In the context of financial planning and investment allocation we are fortunate to have tools to help focus on the items we can control. In discussions with Scott Guitard, SVP and Portfolio Manager with Fiduciary Trust, he comments on the fact that the asset allocation committee does not exclude any potential outcomes, but that they assign probabilities to each outcome. These probabilities help them to make informed decisions on things like asset allocation and the use of alternative investments such as precious metals, cryptocurrencies etc. They have many tools at their disposal, all of which are directed at providing the best investment outcome for their clients based on their specific situation, goals and tolerance for risk.

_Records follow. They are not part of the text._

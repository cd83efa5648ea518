//! AI analysis result attached to a report.

use chrono::{DateTime, Utc};
use serde::{Deserialize, Serialize};
use validator::Validate;

use crate::severity::Severity;

/// Output of the scoring oracle for one report.
#[derive(Debug, Clone, PartialEq, Serialize, Deserialize, Validate)]
pub struct AiAnalysis {
    /// How severe the report reads, 0 to 100.
    #[validate(custom(function = "crate::score::validate_score"))]
    pub severity_score: f64,
    /// Overall confidence, 0 to 100.
    #[validate(custom(function = "crate::score::validate_score"))]
    pub confidence: f64,
    /// Topic tags such as `weather` or `photo_evidence`.
    #[serde(default)]
    pub tags: Vec<String>,
    /// Text credibility, 0 to 100.
    #[validate(custom(function = "crate::score::validate_score"))]
    pub credibility: f64,
    /// Severity the model inferred, if any.
    pub predicted_severity: Option<Severity>,
    /// Model identifier.
    #[serde(default)]
    pub model_version: String,
    /// When the analysis completed.
    pub analyzed_at: DateTime<Utc>,
}
//! Tidewatch server: coastal threat alerting
//!
//! Main entry point that wires all crates together and runs until interrupted.

use std::sync::Arc;
use std::time::Duration;

use tokio_util::sync::CancellationToken;
use tracing_subscriber::{EnvFilter, fmt};

use tidewatch_core::config::AppConfig;
use tidewatch_core::error::AppError;
use tidewatch_core::traits::SystemClock;
use tidewatch_database::Database;
use tidewatch_oracle::OracleManager;
use tidewatch_realtime::RealtimeEngine;
use tidewatch_service::notification::Gateways;
use tidewatch_service::state::Services;
use tidewatch_worker::CronScheduler;

#[tokio::main]
async fn main() {
    let config = match load_configuration() {
        Ok(c) => c,
        Err(e) => {
            eprintln!("Failed to load configuration: {}", e);
            std::process::exit(1);
        }
    };

    init_logging(&config);

    if let Err(e) = run(config).await {
        tracing::error!(error = %e, "Server error");
        std::process::exit(1);
    }
}

/// Load configuration from files and environment
fn load_configuration() -> Result<AppConfig, AppError> {
    let env = std::env::var("TIDEWATCH_ENV").unwrap_or_else(|_| "development".to_string());
    AppConfig::load(&env)
}

/// Initialize tracing/logging
fn init_logging(config: &AppConfig) {
    let filter =
        EnvFilter::try_from_default_env().unwrap_or_else(|_| EnvFilter::new(&config.logging.level));

    match config.logging.format.as_str() {
        "json" => {
            fmt()
                .json()
                .with_env_filter(filter)
                .with_target(true)
                .with_thread_ids(true)
                .init();
        }
        _ => {
            fmt()
                .pretty()
                .with_env_filter(filter)
                .with_target(true)
                .init();
        }
    }
}

/// Main server run function
async fn run(config: AppConfig) -> Result<(), AppError> {
    tracing::info!(version = env!("CARGO_PKG_VERSION"), "Starting Tidewatch");

    // ── Step 1: Store and scoring oracle ─────────────────────────
    let db = Database::in_memory();
    let oracle = Arc::new(OracleManager::new(&config.oracle)?);

    // ── Step 2: Realtime engine ──────────────────────────────────
    let engine = Arc::new(RealtimeEngine::new(config.realtime.clone()));
    engine.start();

    // ── Step 3: Services ─────────────────────────────────────────
    let services = Services::build(
        config.clone(),
        db,
        oracle,
        Gateways::logging(),
        engine.clone(),
        Arc::new(SystemClock),
    )
    .await?;
    tracing::info!("Services initialized");

    let shutdown = CancellationToken::new();

    // ── Step 4: WebSocket listener ───────────────────────────────
    let ws_handle = if config.server.websocket_enabled {
        let addr = config.server.bind_address();
        let listener = tokio::net::TcpListener::bind(&addr)
            .await
            .map_err(|e| AppError::internal(format!("Failed to bind {}: {}", addr, e)))?;
        let engine = engine.clone();
        let token = shutdown.clone();
        Some(tokio::spawn(async move {
            if let Err(e) = tidewatch_realtime::ws::serve(listener, engine, token).await {
                tracing::error!(error = %e, "WebSocket listener failed");
            }
        }))
    } else {
        tracing::info!("WebSocket listener disabled");
        None
    };

    // ── Step 5: Cron scheduler ───────────────────────────────────
    let scheduler = if config.worker.enabled {
        let scheduler = CronScheduler::for_services(&services, config.worker.clone()).await?;
        scheduler.register_default_tasks().await?;
        scheduler.start().await?;
        Some(scheduler)
    } else {
        tracing::info!("Cron scheduler disabled");
        None
    };

    // ── Step 6: Wait for shutdown, then stop in reverse order ────
    shutdown_signal().await;
    tracing::info!("Shutdown signal received, starting graceful shutdown...");

    if let Some(scheduler) = scheduler {
        if let Err(e) = scheduler.shutdown().await {
            tracing::warn!(error = %e, "Cron scheduler did not shut down cleanly");
        }
    }

    shutdown.cancel();
    if let Some(handle) = ws_handle {
        let grace = Duration::from_secs(config.server.shutdown_grace_seconds);
        let _ = tokio::time::timeout(grace, handle).await;
    }

    engine.stop();

    tracing::info!("Tidewatch shut down gracefully");
    Ok(())
}

/// Wait for shutdown signal (Ctrl+C or SIGTERM)
async fn shutdown_signal() {
    let ctrl_c = async {
        if let Err(e) = tokio::signal::ctrl_c().await {
            tracing::error!(error = %e, "Failed to install Ctrl+C handler");
            std::future::pending::<()>().await;
        }
    };

    #[cfg(unix)]
    let terminate = async {
        match tokio::signal::unix::signal(tokio::signal::unix::SignalKind::terminate()) {
            Ok(mut signal) => {
                signal.recv().await;
            }
            Err(e) => {
                tracing::error!(error = %e, "Failed to install SIGTERM handler");
                std::future::pending::<()>().await;
            }
        }
    };

    #[cfg(not(unix))]
    let terminate = std::future::pending::<()>();

    tokio::select! {
        _ = ctrl_c => {},
        _ = terminate => {},
    }
}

As we develop projections of potential outcomes in your financial plan we use assumptions based on historical information such as interest rates, variability of investment returns, and inflation, as well as life expectancy. In efforts to minimize the impact of changes to any of these variables we use complex calculations to randomize the variables and demonstrate many potential outcomes.
The part of the plan that is within most client’s control are their incomes, spending and savings. As planners we are responsible for providing advice on how to minimize the impact of inflation, interest costs and taxation and to help you to understand the level of risk that is taken in a portfolio. We also help you to understand the potential financial impact of death, a disability or illness, and how to share the risk of loss with insurance companies.
Ultimately planning comes down to understanding your current financial reality and your desired lifestyle and legacy. There are strategies and tools that can help to mitigate the impact of many concerns. It is all about having our focus on what is within our control.
As we enter the final months of 2021, we will be reaching out to schedule year-end reviews for both your portfolios and your financial plans. There are still some items that have a Dec 31 deadline, and we will be discussing those with you as necessary.
We are now settled in our new office and look forward to showing it to you and connecting soon.